Jus de fruits, eau minérale, madeleines et biscuits sont servis également à chaque donneur afin de retrouver des forces. Et interdiction de quitter les lieux sans avoir mangé un bout et s’être reposé une dizaine de minutes. Des attentions qui ont été très appréciées par ces deux jeunes. Tout en mangeant, ils échangent des bribes de leur expérience, en rigolant aux questions que le médecin pose au début afin de savoir si l’on est apte à faire ce don.
Ravis d’avoir pu aider grâce à cette expérience fortuite, ils demandent même quand ils pourront faire un don à nouveau. «Vous pouvez le faire jusqu’à 4 fois par an, soit tous les trois mois», répond l’homme à la blouse blanche.
Les raisons du refus
Une fois dans la rue, nous avons tenté de sonder les personnes pour avoir les raisons de leur réticence à donner du sang.
La plupart invoque le sentiment de peur lié à l’hygiène du procédé, comme cette femme accompagnée de sa petite fille. «Imaginez un instant avec moi que j’aille faire un simple don et que je me retrouve avec une infection ou le sida? C’est ça mon frein», lance-t-elle. D’autres personnes ne se sentent pas prêtes à côtoyer une aiguille. Certains encore disent ne pas être contre, mais qu’ils n’en font pas une priorité ou qu’ils oublient.

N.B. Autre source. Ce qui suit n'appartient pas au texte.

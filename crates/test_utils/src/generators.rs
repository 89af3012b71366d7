//! Test Data Generators
//!
//! Proptest strategies that respect domain invariants, plus `fake`-backed
//! helpers for realistic-looking applicant data.

use chrono::{Duration, NaiveDate};
use fake::faker::address::en::{BuildingNumber, CityName, StreetName};
use fake::faker::name::en::Name;
use fake::faker::phone_number::en::PhoneNumber;
use fake::Fake;
use proptest::prelude::*;
use rust_decimal::Decimal;

use domain_claims::{ClaimDetails, ClaimStatus, VehicleIncident};
use domain_policy::{CoverageType, HealthDetails, RiskProfile, VehicleDetails, VehicleType};

pub fn vehicle_type_strategy() -> impl Strategy<Value = VehicleType> {
    prop_oneof![
        Just(VehicleType::Sedan),
        Just(VehicleType::Suv),
        Just(VehicleType::Truck),
        Just(VehicleType::Motorcycle),
        Just(VehicleType::Van),
    ]
}

pub fn coverage_type_strategy() -> impl Strategy<Value = CoverageType> {
    prop_oneof![
        Just(CoverageType::Liability),
        Just(CoverageType::Collision),
        Just(CoverageType::Comprehensive),
        Just(CoverageType::Full),
    ]
}

/// Deductibles offered to applicants, plus a few off-menu values
pub fn deductible_strategy() -> impl Strategy<Value = u32> {
    prop_oneof![Just(0u32), Just(250), Just(500), Just(1000), Just(2000), 0u32..5000]
}

/// Complete risk profiles for a licensed driver
pub fn risk_profile_strategy() -> impl Strategy<Value = RiskProfile> {
    (
        vehicle_type_strategy(),
        16u32..100,
        coverage_type_strategy(),
        deductible_strategy(),
    )
        .prop_flat_map(|(vehicle_type, age, coverage, deductible)| {
            (0..=age - 16).prop_map(move |experience| RiskProfile {
                vehicle_type: Some(vehicle_type),
                driver_age: Some(age),
                driver_experience_years: Some(experience),
                coverage_type: Some(coverage),
                deductible: Some(deductible),
            })
        })
}

/// Valid vehicle details for a car registered up to this year
pub fn vehicle_details_strategy() -> impl Strategy<Value = VehicleDetails> {
    (
        prop_oneof![Just("Toyota"), Just("Honda"), Just("Maruti"), Just("Tata")],
        "[A-Z][a-z]{3,8}",
        1990i32..=2025,
        "[A-Z]{2}-[0-9]{2}-[A-Z]{2}-[0-9]{4}",
        risk_profile_strategy(),
    )
        .prop_map(|(make, model, year, registration, profile)| VehicleDetails {
            make: make.to_string(),
            model,
            year,
            registration_number: registration,
            vehicle_type: profile.vehicle_type.unwrap_or(VehicleType::Sedan),
            driver_age: profile.driver_age.unwrap_or(30),
            driver_experience_years: profile.driver_experience_years.unwrap_or(0),
            coverage_type: profile.coverage_type.unwrap_or(CoverageType::Liability),
            deductible: profile.deductible.unwrap_or(0),
            document_names: vec![],
        })
}

/// Positive claim amounts with up to two decimal places
pub fn claim_amount_strategy() -> impl Strategy<Value = Decimal> {
    (1i64..10_000_000).prop_map(|cents| Decimal::new(cents, 2))
}

pub fn claim_status_strategy() -> impl Strategy<Value = ClaimStatus> {
    prop_oneof![
        Just(ClaimStatus::Submitted),
        Just(ClaimStatus::UnderReview),
        Just(ClaimStatus::Approved),
        Just(ClaimStatus::Rejected),
        Just(ClaimStatus::Paid),
    ]
}

/// Dates within 2025
pub fn date_2025_strategy() -> impl Strategy<Value = NaiveDate> {
    (0i64..365).prop_map(|days| NaiveDate::from_ymd_opt(2025, 1, 1).unwrap() + Duration::days(days))
}

/// Vehicle incidents on a date within 2025
pub fn vehicle_incident_strategy() -> impl Strategy<Value = ClaimDetails> {
    (date_2025_strategy(), "[A-Z][a-z]{4,10} Road").prop_map(|(incident_date, location)| {
        ClaimDetails::Vehicle(VehicleIncident {
            incident_date,
            location,
            description: "Rear-ended in traffic".to_string(),
            police_report_number: None,
            document_names: vec![],
        })
    })
}

/// A health applicant with faked personal details
pub fn fake_applicant() -> HealthDetails {
    let building: String = BuildingNumber().fake();
    let street: String = StreetName().fake();
    let city: String = CityName().fake();
    let birth_year: i32 = (1945..2005).fake();

    HealthDetails {
        full_name: Name().fake(),
        date_of_birth: NaiveDate::from_ymd_opt(birth_year, 6, 15).unwrap(),
        gender: None,
        phone: PhoneNumber().fake(),
        address: format!("{building} {street}, {city}"),
        smoker: false,
        pre_existing_conditions: vec![],
        current_medications: vec![],
        document_names: vec![],
    }
}
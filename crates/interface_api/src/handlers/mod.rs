//! Request handlers, one module per resource

pub mod applications;
pub mod claims;
pub mod health;
pub mod plans;
pub mod policies;
pub mod reports;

«Durant mon année de baccalauréat, j’étais allé faire un don du sang et je suis arrivé au cours en retard. Ma prof de sciences naturelles était très sévère et ne permettait aucun retard», se souvient Hamza, un étudiant en master. «Quand je lui ai donné le motif de mon retard, elle était tellement contente de mon geste qu’elle a encouragé toute la classe à prendre exemple sur moi. Elle m’avait même dispensé de cours ce jour-là pour que je puisse me reposer», dit-il goguenard. Depuis, il a sa carte de donneur et accomplit ce qu’il appelle son «devoir» de solidarité, ponctuellement.
Il faut dire que, pour ceux qui appréhendent les conditions sanitaires, se demandant si l’aiguille est changée à chaque prise de sang , si le matériel est désinfecté et s’il n’y a rien à craindre, la réponse est la suivante: oui, rien à craindre, tout est en règle. «L’hygiène y est, les professionnels y sont, ils connaissent leur boulot. En plus, ceux qui en doutent, qu’ils aillent vérifier. S’ils n’y vont pas, comment peuvent-ils savoir?», rouspète Hamza. «J’ai sensibilisé tous mes amis à cette action. Ils avaient tous peur au début, mais quand ils y sont allés, ils ont vu de leurs propres yeux que tout était en règle».
Malgré un afflux conséquent de donneurs à chaque campagne d’appel à don de sang, les stocks ne suffisent pas.
La pénurie constante des stocks de sang dans les hôpitaux est une réalité, un constat de tous les jours.
Les accidents graves de voitures sont légion sur nos routes, les opérations chirurgicales nécessitant des poches de sang existent, des personnes ayant besoin de faire des dialyses chaque semaine ont besoin de sang pour continuer de vivre.
Il suffirait d’un engagement sérieux des donneurs, un élan de générosité, tous les trois mois, pour changer les choses.
Comme dirait le proverbe berbère: «Si tu as de nombreuses richesses, donne de ton bien, si tu possèdes peu, donne de ton cœur» et pourquoi ne pas donner de son sang?